The “Pink Elephant” in Green

I was inspired by my colleague Carol Frohlinger’s The “Pink Elephant” in the Room (July 27th 2009) post about how important our personal perceptions and experiences when confronted with a difficult issue.  She went on to say that might be what happens when women are asked about their experiences in working with other women.

The phrase (pink) “elephant in the room” describes something that should be very obvious, something you’d certainly notice.  “Elephant in the room” is actually an English idiom for an obvious truth regarding a question, problem, solution, or controversial issue that though obvious, is ignored by a group of people and goes unaddressed, generally out of embarrassment or taboo.

One of the biggest “pink elephants” in the room for professional women these days – is the one in green that begins with:  “We’d love for you to be our keynote speaker” (workshop leader, seminar facilitator, panelist, consultant) and ends with:  “…but we have very little money, so we thought you might be willing to…”

This long ignored “pink elephant” is making the other members of the herd green with envy.  

How can this elephant not even get talked about?  How is it that this elephant doesn’t get researched, discussed, tweaked and resolved the way most of those other touchy, uncomfortable, “oh-do-we-have-to-go-there” pink elephants (issues) do? 

How can this elephant that asks women professionals to donate their services – same event, same time every year, extremely worthy causes but not paychecks – still be standing in the center of the room when the reason for the gathering is to talk about women improving their financial well-being or managing the marketing of their product and brand to improve their business bottomline?

How can this elephant not understand it needs to walk the thin pink line and pay women professionals for their services and promote that mindset within their organizations?

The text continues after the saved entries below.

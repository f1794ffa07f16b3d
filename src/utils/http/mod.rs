use anyhow::{Result, bail};
use reqwest::{Client, Response};
use std::time::Duration;

/// Maximum accepted size of a remote message resource (2 MB).
pub const MAX_RESOURCE_BYTES: usize = 2 * 1024 * 1024;

/// Build a `reqwest::Client` with the given overall timeout and a 5 s connect timeout.
///
/// Falls back to the default client if the builder fails.
pub fn http_client(timeout: Duration) -> Client {
    Client::builder()
        .connect_timeout(Duration::from_secs(5))
        .timeout(timeout)
        .user_agent(concat!("daily-start/", env!("CARGO_PKG_VERSION")))
        .build()
        .unwrap_or_else(|_| Client::new())
}

/// Read a response body, failing if it exceeds `max_bytes`.
///
/// Message resources are parsed as JSON, so a truncated body is useless;
/// oversized bodies are rejected instead of cut.
pub async fn capped_body(resp: Response, max_bytes: usize) -> Result<Vec<u8>> {
    if let Some(cl) = resp.content_length()
        && cl as usize > max_bytes
    {
        bail!(
            "response body too large: Content-Length {} exceeds limit {}",
            cl,
            max_bytes
        );
    }

    let mut buf = Vec::new();
    let mut stream = resp;
    while let Some(chunk) = stream.chunk().await? {
        if buf.len() + chunk.len() > max_bytes {
            bail!("response body too large: exceeds limit {}", max_bytes);
        }
        buf.extend_from_slice(&chunk);
    }
    Ok(buf)
}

Women now have impressive social networks and access to other professional women through these connections.  But far too often, we’re still being asked to ask each other to provide our expertise without compensation, or below market value or without the other basic fee for services and terms of engagement automatically afforded our male counterparts.

Part of this has to do with expectations.  Our average guy counterpart just isn’t expected to do as many pro bono gigs as the average professional woman.  That’s why I think it’s time for women to change the old mindset by consistently and proactively committing to pay each other (and get each other paid) for our skills, expertise, knowledge, know-how, ideas and anything else that formerly fell under the  ”we thought you might be willing to” category.

Glinda Bridgforth, a long-time and well respected colleague of mine in the field of personal finance, agrees but says it’s also important that women ask for what we believe we deserve.   Bridgforth is President and CEO of Bridgforth Financial & Associates, LLC (http://www.bridgforthfinancial.com/and offers these suggestions on how to determine what you’re worth, what your compensation should be. 

“It’s important to get as much information as possible from the potential client,” Bridgforth says.  “Ask what kind of budget they have for a speaker.  Ask who the other speaker candidates are to get a sense of the professional caliber of speaker being sought.  The responses to those two questions give you an indication of the kind of fee the client’s willing to pay.”    Her suggestions can helps you get and set a good ballpark figure instead of guessing and potentially low balling your services or blowing yourself out of consideration.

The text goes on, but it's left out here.